*TASK GOAL*:
Reading the listing below, restate each entry exactly as written.

*** Block opens ***

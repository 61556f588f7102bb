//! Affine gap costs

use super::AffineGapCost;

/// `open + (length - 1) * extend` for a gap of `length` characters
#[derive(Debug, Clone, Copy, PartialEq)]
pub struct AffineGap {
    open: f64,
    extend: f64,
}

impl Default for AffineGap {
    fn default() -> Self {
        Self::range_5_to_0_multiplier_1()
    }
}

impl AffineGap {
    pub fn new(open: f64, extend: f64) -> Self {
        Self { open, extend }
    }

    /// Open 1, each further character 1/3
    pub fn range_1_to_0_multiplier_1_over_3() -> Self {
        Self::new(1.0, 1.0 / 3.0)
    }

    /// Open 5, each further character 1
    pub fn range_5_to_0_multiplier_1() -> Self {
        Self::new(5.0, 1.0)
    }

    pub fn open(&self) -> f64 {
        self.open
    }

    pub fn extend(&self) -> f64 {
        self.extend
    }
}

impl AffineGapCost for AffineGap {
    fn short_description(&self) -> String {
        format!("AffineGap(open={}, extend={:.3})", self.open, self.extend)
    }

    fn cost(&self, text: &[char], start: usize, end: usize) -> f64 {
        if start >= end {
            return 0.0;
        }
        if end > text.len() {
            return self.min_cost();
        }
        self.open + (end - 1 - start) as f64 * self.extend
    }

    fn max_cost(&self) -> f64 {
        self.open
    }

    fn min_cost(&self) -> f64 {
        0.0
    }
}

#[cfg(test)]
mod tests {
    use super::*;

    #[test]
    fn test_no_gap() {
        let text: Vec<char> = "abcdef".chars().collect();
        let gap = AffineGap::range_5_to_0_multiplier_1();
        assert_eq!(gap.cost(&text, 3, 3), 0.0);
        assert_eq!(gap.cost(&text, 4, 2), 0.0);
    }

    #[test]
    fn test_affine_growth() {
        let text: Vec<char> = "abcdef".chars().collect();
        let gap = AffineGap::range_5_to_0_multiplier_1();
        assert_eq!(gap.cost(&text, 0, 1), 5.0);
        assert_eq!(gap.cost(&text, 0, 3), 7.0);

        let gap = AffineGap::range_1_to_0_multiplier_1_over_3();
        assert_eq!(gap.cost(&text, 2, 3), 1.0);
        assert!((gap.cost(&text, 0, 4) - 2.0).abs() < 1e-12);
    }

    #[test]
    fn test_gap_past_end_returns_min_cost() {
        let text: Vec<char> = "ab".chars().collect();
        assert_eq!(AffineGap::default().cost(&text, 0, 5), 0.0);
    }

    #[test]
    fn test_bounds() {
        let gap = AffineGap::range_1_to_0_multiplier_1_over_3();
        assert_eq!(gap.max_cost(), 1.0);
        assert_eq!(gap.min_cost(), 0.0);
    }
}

*** Block closes ***

*TASK RESPONSE*:
repository 61556f588f7102bb
//! Affine gap costs

use super::AffineGapCost;

/// `open + (length - 1) * extend` for a gap of `length` characters
#[derive(Debug, Clone, Copy, PartialEq)]
pub struct AffineGap {
    open: f64,
    extend: f64,
}

impl Default for AffineGap {
    fn default() -> Self {
        Self::range_5_to_0_multiplier_1()
    }
}

impl AffineGap {
    pub fn new(open: f64, extend: f64) -> Self {
        Self { open, extend }
    }

    /// Open 1, each further character 1/3
    pub fn range_1_to_0_multiplier_1_over_3() -> Self {
        Self::new(1.0, 1.0 / 3.0)
    }

    /// Open 5, each further character 1
    pub fn range_5_to_0_multiplier_1() -> Self {
        Self::new(5.0, 1.0)
    }

    pub fn open(&self) -> f64 {
        self.open
    }

    pub fn extend(&self) -> f64 {
        self.extend
    }
}

impl AffineGapCost for AffineGap {
    fn short_description(&self) -> String {
        format!("AffineGap(open={}, extend={:.3})", self.open, self.extend)
    }

    fn cost(&self, text: &[char], start: usize, end: usize) -> f64 {
        if start >= end {
            return 0.0;
        }
        if end > text.len() {
            return self.min_cost();
        }
        self.open + (end - 1 - start) as f64 * self.extend
    }

    fn max_cost(&self) -> f64 {
        self.open
    }

    fn min_cost(&self) -> f64 {
        0.0
    }
}

#[cfg(test)]
mod tests {
    use super::*;

    #[test]
    fn test_no_gap() {
        let text: Vec<char> = "abcdef".chars().collect();
        let gap = AffineGap::range_5_to_0_multiplier_1();
        assert_eq!(gap.cost(&text, 3, 3), 0.0);
        assert_eq!(gap.cost(&text, 4, 2), 0.0);
    }

    #[test]
    fn test_affine_growth() {
        let text: Vec<char> = "abcdef".chars().collect();
        let gap = AffineGap::range_5_to_0_multiplier_1();
        assert_eq!(gap.cost(&text, 0, 1), 5.0);
        assert_eq!(gap.cost(&text, 0, 3), 7.0);

        let gap = AffineGap::range_1_to_0_multiplier_1_over_3();
        assert_eq!(gap.cost(&text, 2, 3), 1.0);
        assert!((gap.cost(&text, 0, 4) - 2.0).abs() < 1e-12);
    }

    #[test]
    fn test_gap_past_end_returns_min_cost() {
        let text: Vec<char> = "ab".chars().collect();
        assert_eq!(AffineGap::default().cost(&text, 0, 5), 0.0);
    }

    #[test]
    fn test_bounds() {
        let gap = AffineGap::range_1_to_0_multiplier_1_over_3();
        assert_eq!(gap.max_cost(), 1.0);
        assert_eq!(gap.min_cost(), 0.0);
    }
}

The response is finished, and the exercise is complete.